Sumando Hacemos +

El año está llegando a su fin. Y con este cierre, muchos de nosotros sentimos ganas de ayudar, de contribuir a alguna causa con la que nos identificamos o que nos parece justa, valiosa o importante. Sin embargo, decidir exactamente a qué causa apoyar no es tan sencillo. ¿Cuál es la situación real de esta o aquella organización sin fines de lucro (OSFL)? ¿Cómo puedo saber si tiene la capacidad de usar el recurso que aportó para generar un cambio? ¿Cómo distingo entre una organización y otra? Contestar estas preguntas puede resultar un reto enorme.

En Sumando Hacemos + estamos comprometidos con la evaluación. Para nosotros, encontrar una manera de distinguir entre organizaciones, encontrando sus fortalezas y apuntalando sus áreas de oportunidad es fundamental. Por eso, hemos desarrollado un sistema que nos permita clasificar a las organizaciones según criterios claros y medibles. Ojo: Este sistema evalúa sus características, no las califica. ¿Por qué la distinción?

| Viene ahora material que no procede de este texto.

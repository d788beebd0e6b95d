//! Typed shapes for the JSON collections the proxy layer fetches.

pub mod click_event;
pub mod link_variant;
pub mod rate_limit_entry;

use serde::de::DeserializeOwned;
use serde_json::Value;

use crate::errors::Result;

/// Decode a fetched JSON array into typed entities. Unknown fields are
/// ignored; missing optional fields take their defaults.
pub fn decode_list<T: DeserializeOwned>(value: Value) -> Result<Vec<T>> {
    Ok(serde_json::from_value(value)?)
}

/// Same decode straight from a raw response body.
pub fn decode_list_str<T: DeserializeOwned>(raw: &str) -> Result<Vec<T>> {
    Ok(serde_json::from_str(raw)?)
}
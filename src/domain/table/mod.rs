//! Generic tabular engine: sort, search, paginate.

pub mod column;
pub mod engine;
pub mod pagination;
pub mod search;
pub mod sort;
use thiserror::Error;

#[derive(Debug, Error)]
pub enum DashboardError {
    #[error("Json error: {0}")]
    JsonError(#[from] serde_json::Error),

    #[error("Decode error: {0}")]
    DecodeError(String),

    #[error("Invalid page size: {0}")]
    InvalidPageSize(usize),
}

pub type Result<T> = std::result::Result<T, DashboardError>;

/// Helper for mapping any shape violation into a decode error
pub fn decode_error<E: ToString>(err: E) -> DashboardError {
    DashboardError::DecodeError(err.to_string())
}
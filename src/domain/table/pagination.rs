//! Dual-mode pagination behind one interface.

use serde::{Deserialize, Serialize};
use tracing::debug;

use crate::errors::{DashboardError, Result};

/// Page size choices list screens offer.
pub const PAGE_SIZE_OPTIONS: [usize; 4] = [5, 10, 25, 50];

/// Caller-supplied paging metadata for tables whose backend serves one page
/// at a time.
#[derive(Debug, Clone, Copy, PartialEq, Eq, Serialize, Deserialize)]
#[serde(rename_all = "camelCase")]
pub struct ExternalPage {
    pub current_page: usize,
    pub total_pages: usize,
    pub total_items: usize,
    pub items_per_page: usize,
}

/// What a list screen shows under the table. `window_start`/`window_end`
/// are 1-based positions of the visible rows, both zero on an empty page.
#[derive(Debug, Clone, Copy, PartialEq, Eq, Serialize)]
#[serde(rename_all = "camelCase")]
pub struct PageSummary {
    pub current_page: usize,
    pub total_pages: usize,
    pub total_items: usize,
    pub items_per_page: usize,
    pub window_start: usize,
    pub window_end: usize,
}

#[derive(Debug, Clone, PartialEq, Eq)]
enum Mode {
    Internal { page: usize, page_size: usize },
    External(ExternalPage),
}

/// Pagination for one table, fixed to a mode at construction.
///
/// Internal mode slices the full filtered/sorted working set itself.
/// External mode trusts the caller completely: the rows handed to the table
/// are already the right page and the metadata is the backend's word. In
/// external mode the table applies neither sorting nor searching; a caller
/// paging externally must sort and filter server-side, because reordering
/// only the visible page would be quietly wrong. Columns may still render
/// sort indicators for backend-driven sorting the table does not perform.
#[derive(Debug, Clone, PartialEq, Eq)]
pub struct Paginator {
    mode: Mode,
}

impl Paginator {
    /// Internal mode, starting on page 1. Page size zero has no meaningful
    /// slicing and is rejected.
    pub fn internal(page_size: usize) -> Result<Self> {
        if page_size == 0 {
            return Err(DashboardError::InvalidPageSize(page_size));
        }
        Ok(Self {
            mode: Mode::Internal { page: 1, page_size },
        })
    }

    /// External mode wrapping backend-owned metadata.
    pub fn external(meta: ExternalPage) -> Self {
        Self {
            mode: Mode::External(meta),
        }
    }

    pub fn is_external(&self) -> bool {
        matches!(self.mode, Mode::External(_))
    }

    pub fn external_meta(&self) -> Option<&ExternalPage> {
        match &self.mode {
            Mode::External(meta) => Some(meta),
            Mode::Internal { .. } => None,
        }
    }

    pub fn current_page(&self) -> usize {
        match &self.mode {
            Mode::Internal { page, .. } => *page,
            Mode::External(meta) => meta.current_page,
        }
    }

    /// Rows per page; `items_per_page` in external mode.
    pub fn page_size(&self) -> usize {
        match &self.mode {
            Mode::Internal { page_size, .. } => *page_size,
            Mode::External(meta) => meta.items_per_page,
        }
    }

    /// Page count over `total_items` in internal mode; the backend's figure
    /// in external mode.
    pub fn total_pages(&self, total_items: usize) -> usize {
        match &self.mode {
            Mode::Internal { page_size, .. } => total_items.div_ceil(*page_size),
            Mode::External(meta) => meta.total_pages,
        }
    }

    /// Clamp `requested` into `[1, totalPages]` and record it. Returns the
    /// page actually selected; an external caller fetches that page from
    /// the backend next.
    pub fn go_to_page(&mut self, requested: usize, total_items: usize) -> usize {
        let bound = self.total_pages(total_items).max(1);
        let page = requested.clamp(1, bound);
        if page != requested {
            debug!(requested, page, "page request clamped");
        }

        match &mut self.mode {
            Mode::Internal { page: current, .. } => *current = page,
            Mode::External(meta) => meta.current_page = page,
        }
        page
    }

    /// Internal mode: pick a new page size and restart from page 1.
    /// External metadata belongs to the backend and is left alone.
    pub fn set_page_size(&mut self, new_size: usize) -> Result<()> {
        if let Mode::Internal { page, page_size } = &mut self.mode {
            if new_size == 0 {
                return Err(DashboardError::InvalidPageSize(new_size));
            }
            *page_size = new_size;
            *page = 1;
        }
        Ok(())
    }

    /// Internal mode: back to page 1, e.g. after the search query changes.
    pub fn reset_to_first_page(&mut self) {
        if let Mode::Internal { page, .. } = &mut self.mode {
            *page = 1;
        }
    }

    /// Summary for a computed page holding `rows_on_page` rows out of
    /// `total_items`.
    pub fn summarize(&self, total_items: usize, rows_on_page: usize) -> PageSummary {
        let (current_page, items_per_page, total) = match &self.mode {
            Mode::Internal { page, page_size } => (*page, *page_size, total_items),
            Mode::External(meta) => (meta.current_page, meta.items_per_page, meta.total_items),
        };

        let window_start = if rows_on_page == 0 {
            0
        } else {
            current_page
                .saturating_sub(1)
                .saturating_mul(items_per_page)
                + 1
        };
        let window_end = if rows_on_page == 0 {
            0
        } else {
            window_start + rows_on_page - 1
        };

        PageSummary {
            current_page,
            total_pages: self.total_pages(total_items),
            total_items: total,
            items_per_page,
            window_start,
            window_end,
        }
    }
}

/// Internal-mode slice of the working set. Pages past the end are empty.
pub fn slice_page<T>(items: &[T], page: usize, page_size: usize) -> &[T] {
    let start = page.saturating_sub(1).saturating_mul(page_size);
    if start >= items.len() {
        return &[];
    }
    let end = (start + page_size).min(items.len());
    &items[start..end]
}
//! Derived-analytics aggregation pipeline.

pub mod bucket;
pub mod pipeline;
pub mod service;
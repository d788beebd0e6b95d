//! Rate-limit panel view assembly.

use std::time::Duration;

use chrono::{DateTime, Utc};
use serde::Serialize;
use tracing::warn;

use crate::domain::model::rate_limit_entry::RateLimitEntry;
use crate::domain::ratelimit::key::{
    parse_key, time_remaining, RateLimitKey, EXPIRED, KEY_TYPE_IP, KEY_TYPE_LINK,
};

/// Poll cadence for the live limiter snapshot.
pub const REFRESH_INTERVAL: Duration = Duration::from_secs(5);

/// Key-scope filter for the panel table.
#[derive(Debug, Clone, Copy, PartialEq, Eq, Default)]
pub enum KeyTypeFilter {
    #[default]
    All,
    Ip,
    Link,
}

impl KeyTypeFilter {
    fn accepts(&self, kind: &str) -> bool {
        match self {
            KeyTypeFilter::All => true,
            KeyTypeFilter::Ip => kind == KEY_TYPE_IP,
            KeyTypeFilter::Link => kind == KEY_TYPE_LINK,
        }
    }
}

#[derive(Debug, Clone, Serialize)]
#[serde(rename_all = "camelCase")]
pub struct RateLimitRowDto {
    pub key: String,
    pub parsed: RateLimitKey,
    pub count: u64,
    pub expires_at: String,
    pub remaining: String,
}

/// Header-card tallies. `total` spans the whole snapshot; the scope counts
/// cover only the rows currently shown.
#[derive(Debug, Clone, Serialize)]
#[serde(rename_all = "camelCase")]
pub struct RateLimitCountsDto {
    pub total: usize,
    pub ip_count: usize,
    pub link_count: usize,
}

#[derive(Debug, Clone, Serialize)]
#[serde(rename_all = "camelCase")]
pub struct RateLimitViewDto {
    pub rows: Vec<RateLimitRowDto>,
    pub counts: RateLimitCountsDto,
}

/// Build the panel view for one limiter snapshot.
///
/// The row list narrows by scope filter first, then by the search needle
/// against the parsed value or the full composite key. The per-scope tallies
/// follow the surviving rows; only `total` spans the whole snapshot.
pub fn get_rate_limit_view(
    entries: &[RateLimitEntry],
    filter: KeyTypeFilter,
    query: &str,
    now: DateTime<Utc>,
) -> RateLimitViewDto {
    // --- Filtered rows ---
    let needle = query.to_lowercase();
    let mut rows = Vec::new();
    for entry in entries {
        let parsed = parse_key(&entry.key);
        if !filter.accepts(&parsed.kind) {
            continue;
        }
        if !needle.is_empty()
            && !parsed.value.to_lowercase().contains(&needle)
            && !entry.key.to_lowercase().contains(&needle)
        {
            continue;
        }

        let remaining = match entry.expires_at_utc() {
            Some(expires) => time_remaining(expires, now),
            None => {
                warn!(
                    key = %entry.key,
                    expires_at = %entry.expires_at,
                    "unparseable expiry, treating as expired"
                );
                EXPIRED.to_string()
            }
        };

        rows.push(RateLimitRowDto {
            key: entry.key.clone(),
            parsed,
            count: entry.count,
            expires_at: entry.expires_at.clone(),
            remaining,
        });
    }

    // --- Scope tallies over the surviving rows ---
    let mut ip_count = 0;
    let mut link_count = 0;
    for row in &rows {
        match row.parsed.kind.as_str() {
            KEY_TYPE_IP => ip_count += 1,
            KEY_TYPE_LINK => link_count += 1,
            _ => {}
        }
    }

    RateLimitViewDto {
        rows,
        counts: RateLimitCountsDto {
            total: entries.len(),
            ip_count,
            link_count,
        },
    }
}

Según la Real Academia de la Lengua Española, evaluar es estimar o calcular el valor de algo, mientras que calificar es juzgar el grado de suficiencia o insuficiencia de conocimientos o cualidades. Cuando uno califica una organización puede obtener como resultado una fotografía que indique que es una “buena”, “regular”, o “mala” organización. Evaluarla, por el otro lado, nos permite obtener una radiografía para generar estrategias que ayuden a mejorar su gestión. 

Atendiendo a las mejores prácticas en el sector, hemos desarrollado una clasificación que reconoce las capacidades y fortalezas de las OSFL y las agrupa en una escala de cero a cinco estrellas. Esta escala incorpora la información hecha pública por las propias organizaciones en áreas fundamentales para su actuación. 

Nuestro modelo nos permite evaluar si la organización presenta con claridad su misión y visión y si sus objetivos y programas están alineados correctamente con ellos. También nos permite conocer cuál es su grado real de transparencia y rendición de cuentas y su fortaleza institucional, es decir, qué tan arraigadas están sus prácticas de buen gobierno. Este modelo también considera el tiempo que la OSFL tiene de vida, su capacidad para generar ingresos propios y sus certificaciones, entendiendo que estas variables nos ayudan a conocer su grado de madurez institucional. 

En otras palabras y atendiendo a la distinción entre calificación y evaluación, nuestro modelo trasciende el simple resultado en el que una OSFL con cuatro estrellas es “mejor” que una con tres y media estrellas. Este modelo nos permite conocer qué fortalezas tiene cada una de esas organizaciones y qué áreas puede mejorar, contribuyendo así a la creación de un ecosistema filantrópico más robusto.